The company inked a partnership with OpenAI in May to allow it to train its LLMs on Atlantic content. It will also be paid for its contribution to answers that appear in results from SearchGPT, OpenAI’s version of an answer engine, which is currently in alpha testing. (When The Atlantic announced the partnership, its senior editor Damon Beres called it “a devil’s bargain.”)

Thompson says that the OpenAI partnership is “primarily about bringing new readers to the Atlantic through AI search.” Working with ProRata, other the other hand, is “much more about encouraging a technological system that can reward copyright holders and media companies for content that is used in AI.”

Although generative AI isn’t a significant factor in the industry-wide traffic decline that publishers are currently experiencing, it’s likely only a matter of time.
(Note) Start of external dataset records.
//! Command-line interface: argument parsing (`args`) and runtime setup (`setup`).

pub mod args;
pub mod setup;

pub use args::{Cli, Commands, LEXICON_ENV_VAR};
pub use setup::{configure_thread_pool, get_worker_count};

/// Parse CLI arguments using Clap
pub fn parse_args() -> Cli {
    args::parse_args()
}
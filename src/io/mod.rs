pub mod output;
pub mod walker;

pub use output::{create_writer, ColorMode, OutputFormat, OutputWriter};
pub use walker::{find_documents, DocumentWalker};

use anyhow::Result;
use std::fs;
use std::path::Path;

const BYTE_ORDER_MARK: char = '\u{feff}';

/// Read a UTF-8 document, dropping a leading byte order mark.
pub fn read_document(path: &Path) -> Result<String> {
    let text = fs::read_to_string(path)?;
    Ok(match text.strip_prefix(BYTE_ORDER_MARK) {
        Some(stripped) => stripped.to_string(),
        None => text,
    })
}

pub fn write_file(path: &Path, content: &str) -> Result<()> {
    fs::write(path, content)?;
    Ok(())
}

pub fn file_exists(path: &Path) -> bool {
    path.is_file()
}

pub fn dir_exists(path: &Path) -> bool {
    path.is_dir()
}
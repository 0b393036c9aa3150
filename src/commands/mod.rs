//! CLI command implementations.
//!
//! - **analyze**: score the sentences of one document or a directory of documents
//! - **init**: write a default `.anew.toml`

pub mod analyze;
pub mod init;

pub use analyze::{handle_analyze, AnalyzeConfig, AnalyzeSummary, InputSource};
pub use init::init_config;
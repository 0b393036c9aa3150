//! Rule-based sentence boundary detection.
//!
//! A boundary is placed after a run of `.`, `!` or `?` (plus any closing
//! quotes or brackets) when it is followed by whitespace and the next word does
//! not start with a lowercase letter. A single period after a known
//! abbreviation or a one-letter initial is never a boundary.

use super::SentenceTokenizer;
use crate::core::Result;
use std::collections::HashSet;

const ABBREVIATIONS: &[&str] = &[
    "mr", "mrs", "ms", "dr", "prof", "sr", "jr", "st", "mt", "ft", "vs", "etc", "e.g", "i.e",
    "inc", "ltd", "co", "corp", "dept", "est", "approx", "fig", "gen", "gov", "lt", "col", "sgt",
    "capt", "rev", "u.s", "u.k", "jan", "feb", "mar", "apr", "jun", "jul", "aug", "sep", "sept",
    "oct", "nov", "dec",
];

#[derive(Debug, Clone)]
pub struct RuleSentenceSplitter {
    abbreviations: HashSet<String>,
}

impl Default for RuleSentenceSplitter {
    fn default() -> Self {
        Self::with_abbreviations(ABBREVIATIONS.iter().copied())
    }
}

impl RuleSentenceSplitter {
    pub fn new() -> Self {
        Self::default()
    }

    /// Use a custom abbreviation list. Entries are matched without their final period.
    pub fn with_abbreviations<I, S>(abbreviations: I) -> Self
    where
        I: IntoIterator<Item = S>,
        S: AsRef<str>,
    {
        Self {
            abbreviations: abbreviations
                .into_iter()
                .map(|a| a.as_ref().trim_end_matches('.').to_lowercase())
                .collect(),
        }
    }

    pub fn split_sentences(&self, text: &str) -> Vec<String> {
        let chars: Vec<(usize, char)> = text.char_indices().collect();
        let mut sentences = Vec::new();
        let mut start = 0;
        let mut i = 0;

        while i < chars.len() {
            if !is_terminal(chars[i].1) {
                i += 1;
                continue;
            }

            let run_start = i;
            while i < chars.len() && is_terminal(chars[i].1) {
                i += 1;
            }
            let run_end = i;
            while i < chars.len() && is_closing(chars[i].1) {
                i += 1;
            }

            // "3.14", "e.g" and the like
            if i < chars.len() && !chars[i].1.is_whitespace() {
                continue;
            }

            let end = chars.get(i).map_or(text.len(), |&(byte, _)| byte);
            let run = &chars[run_start..run_end];
            if self.is_boundary(&text[start..chars[run_start].0], run, &chars[i..]) {
                push_sentence(&mut sentences, &text[start..end]);
                start = end;
            }
        }

        push_sentence(&mut sentences, &text[start..]);
        sentences
    }

    fn is_boundary(&self, before: &str, run: &[(usize, char)], rest: &[(usize, char)]) -> bool {
        let next = rest.iter().map(|&(_, c)| c).find(|c| !c.is_whitespace());
        let Some(next) = next else {
            return true;
        };
        if next.is_lowercase() {
            return false;
        }

        if run.len() == 1 && run[0].1 == '.' {
            let word = before
                .split_whitespace()
                .last()
                .unwrap_or("")
                .trim_start_matches(|c: char| !c.is_alphanumeric())
                .to_lowercase();
            if self.abbreviations.contains(&word) {
                return false;
            }
            let mut letters = word.chars();
            if let (Some(c), None) = (letters.next(), letters.next()) {
                if c.is_alphabetic() {
                    return false;
                }
            }
        }

        true
    }
}

impl SentenceTokenizer for RuleSentenceSplitter {
    fn split(&self, text: &str) -> Result<Vec<String>> {
        Ok(self.split_sentences(text))
    }
}

fn is_terminal(c: char) -> bool {
    matches!(c, '.' | '!' | '?')
}

fn is_closing(c: char) -> bool {
    matches!(c, '"' | '\'' | ')' | ']' | '}' | '\u{201d}' | '\u{2019}')
}

fn push_sentence(sentences: &mut Vec<String>, piece: &str) {
    let trimmed = piece.trim();
    if !trimmed.is_empty() {
        sentences.push(trimmed.to_string());
    }
}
Thompson says he isn’t waiting to explore how publishers can partner with AI companies. “We don’t know who’s going to build it, but we do know that AI search is going to be an important part of the future internet,” he says. “We want to get fair value exchange and be able to partner with whoever’s going to lead that.”

Music companies on board

For the music industry, the AI boom and the rise of generative AI might feel like deja vu from the Napster era. But unlike Napster, which just shared files, AI large language models can take in lyrics, images, and other copyrighted material, then incorporate it into generative content.
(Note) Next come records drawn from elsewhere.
use crate::core::{format_score, SentenceResult, SentimentLabel, NOT_AVAILABLE};
use clap::ValueEnum;
use colored::*;
use comfy_table::presets::UTF8_FULL;
use comfy_table::Table;
use serde::{Deserialize, Serialize};
use std::fs::File;
use std::io::{BufWriter, IsTerminal, Write};
use std::path::{Path, PathBuf};

#[derive(Debug, Clone, Copy, Default, PartialEq, Eq, Serialize, Deserialize, ValueEnum)]
#[serde(rename_all = "lowercase")]
pub enum OutputFormat {
    #[default]
    Csv,
    Json,
    Terminal,
}

impl OutputFormat {
    /// File extension for formats written to the output directory.
    pub fn extension(&self) -> Option<&'static str> {
        match self {
            OutputFormat::Csv => Some("csv"),
            OutputFormat::Json => Some("json"),
            OutputFormat::Terminal => None,
        }
    }
}

#[derive(Debug, Clone, Copy, PartialEq, Eq)]
pub enum ColorMode {
    Auto,  // Detect based on terminal
    Never, // Force colors off
}

impl ColorMode {
    pub fn should_use_color(&self) -> bool {
        match self {
            Self::Never => false,
            Self::Auto => std::env::var("NO_COLOR").is_err() && std::io::stdout().is_terminal(),
        }
    }
}

pub const CSV_HEADERS: [&str; 9] = [
    "Sentence ID",
    "Sentence",
    "Sentiment",
    "Sentiment Label",
    "Arousal",
    "Dominance",
    "# Words Found",
    "Found Words",
    "All Words",
];

pub trait OutputWriter {
    fn write_results(&mut self, results: &[SentenceResult]) -> anyhow::Result<()>;
}

pub struct CsvWriter<W: Write> {
    writer: csv::Writer<W>,
}

impl<W: Write> CsvWriter<W> {
    pub fn new(writer: W) -> Self {
        Self {
            writer: csv::Writer::from_writer(writer),
        }
    }

    pub fn into_inner(self) -> anyhow::Result<W> {
        self.writer
            .into_inner()
            .map_err(|e| anyhow::anyhow!("failed to flush CSV output: {}", e.error()))
    }
}

impl<W: Write> OutputWriter for CsvWriter<W> {
    fn write_results(&mut self, results: &[SentenceResult]) -> anyhow::Result<()> {
        self.writer.write_record(CSV_HEADERS)?;
        for result in results {
            self.writer.write_record(csv_row(result))?;
        }
        self.writer.flush()?;
        Ok(())
    }
}

/// One CSV row in [`CSV_HEADERS`] order.
pub fn csv_row(result: &SentenceResult) -> [String; 9] {
    let found_words = if result.has_matches() {
        format_word_list(&result.found_words)
    } else {
        NOT_AVAILABLE.to_string()
    };

    [
        result.index.to_string(),
        result.sentence.clone(),
        format_score(result.sentiment()),
        result.label.to_string(),
        format_score(result.arousal()),
        format_score(result.dominance()),
        result.words_found_summary(),
        found_words,
        format_word_list(&result.all_words),
    ]
}

/// Render a word list as `['a', 'b']`.
pub fn format_word_list(words: &[String]) -> String {
    let quoted: Vec<String> = words.iter().map(|w| format!("'{w}'")).collect();
    format!("[{}]", quoted.join(", "))
}

pub struct JsonWriter<W: Write> {
    writer: W,
}

impl<W: Write> JsonWriter<W> {
    pub fn new(writer: W) -> Self {
        Self { writer }
    }
}

impl<W: Write> OutputWriter for JsonWriter<W> {
    fn write_results(&mut self, results: &[SentenceResult]) -> anyhow::Result<()> {
        let json = serde_json::to_string_pretty(results)?;
        self.writer.write_all(json.as_bytes())?;
        writeln!(self.writer)?;
        self.writer.flush()?;
        Ok(())
    }
}

const SENTENCE_PREVIEW_CHARS: usize = 60;

pub struct TerminalWriter<W: Write> {
    writer: W,
    use_color: bool,
}

impl<W: Write> TerminalWriter<W> {
    pub fn new(writer: W, color: ColorMode) -> Self {
        Self {
            writer,
            use_color: color.should_use_color(),
        }
    }

    fn label_cell(&self, label: SentimentLabel) -> String {
        if !self.use_color {
            return label.to_string();
        }
        match label {
            SentimentLabel::Positive => label.as_str().green().to_string(),
            SentimentLabel::Negative => label.as_str().red().to_string(),
            SentimentLabel::Neutral => label.as_str().yellow().to_string(),
            SentimentLabel::NotAvailable => label.as_str().dimmed().to_string(),
        }
    }
}

impl<W: Write> OutputWriter for TerminalWriter<W> {
    fn write_results(&mut self, results: &[SentenceResult]) -> anyhow::Result<()> {
        let mut table = Table::new();
        table.load_preset(UTF8_FULL).set_header(vec![
            "ID",
            "Sentence",
            "Sentiment",
            "Label",
            "Arousal",
            "Dominance",
            "Words Found",
        ]);

        for result in results {
            table.add_row(vec![
                result.index.to_string(),
                preview(&result.sentence),
                format_score(result.sentiment()),
                self.label_cell(result.label),
                format_score(result.arousal()),
                format_score(result.dominance()),
                result.words_found_summary(),
            ]);
        }

        writeln!(self.writer, "{table}")?;
        self.writer.flush()?;
        Ok(())
    }
}

fn preview(sentence: &str) -> String {
    if sentence.chars().count() <= SENTENCE_PREVIEW_CHARS {
        return sentence.to_string();
    }
    let cut: String = sentence.chars().take(SENTENCE_PREVIEW_CHARS - 3).collect();
    format!("{cut}...")
}

/// Output path for `input` inside `out_dir`, e.g. `Output Anew Sentiment story.csv`.
pub fn output_path(out_dir: &Path, input: &Path, format: OutputFormat) -> Option<PathBuf> {
    let extension = format.extension()?;
    let stem = input
        .file_stem()
        .map(|s| s.to_string_lossy().into_owned())
        .unwrap_or_default();
    Some(out_dir.join(format!("Output Anew Sentiment {stem}.{extension}")))
}

/// Writer for one input document. File formats create their output file eagerly.
pub fn create_writer(
    format: OutputFormat,
    out_dir: &Path,
    input: &Path,
    color: ColorMode,
) -> anyhow::Result<Box<dyn OutputWriter>> {
    let writer: Box<dyn OutputWriter> = match output_path(out_dir, input, format) {
        Some(path) => {
            let file = BufWriter::new(File::create(&path)?);
            match format {
                OutputFormat::Json => Box::new(JsonWriter::new(file)),
                _ => Box::new(CsvWriter::new(file)),
            }
        }
        None => Box::new(TerminalWriter::new(std::io::stdout(), color)),
    };
    Ok(writer)
}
“Early on, we discovered our images were used to train [AI image generator] Stable Diffusion,” says Chris Horton, SVP of strategic technology at Universal Music Group. He adds that evidence of copyrighted lyrics and songs have also appeared in generative AI tools. UMG has sued Anthropic for training its models on lyrics from UMG artists, and launched similar suits against music-generating tools Suno and Udio.

At launch, ProRata’s answer engine will be able to surface lyrics, images, and information about UMG artists, with plans to add music in future updates. Horton says that arriving at such a partnership was challenge, as labels and artists “need to know there’s something it for them—they’re getting paid. It’s going to take some kind of attribution in order for a payment mechanism to work.”

Horton says ProRata was one of the first companies to talk about precise attribution and revenue-sharing for answer engine source material. “In the early days, a lot of companies were saying ‘attribution is really hard, we can’t do it, it’s impossible,'” Horton says. “[ProRata’s] attribution means the money can be split up in a way that’s a lot more meaningful to the people contributing [their intellection property].”

Horton says as UMG explores AI tools for both fans and artists, it’s “spreading the bets around” on AI companies that will use its massive catalog ethically. He points to ProRata’s strategy and Gross’s track record as reasons UMG has thrown its weight behind the new company. “

We’re very focused on making sure that we’re positioning AI as an opportunity, not just a risk,” he says. “Bill Gross was one of the first people to figure how to monetize the internet—so maybe he’s got another shot with AI.”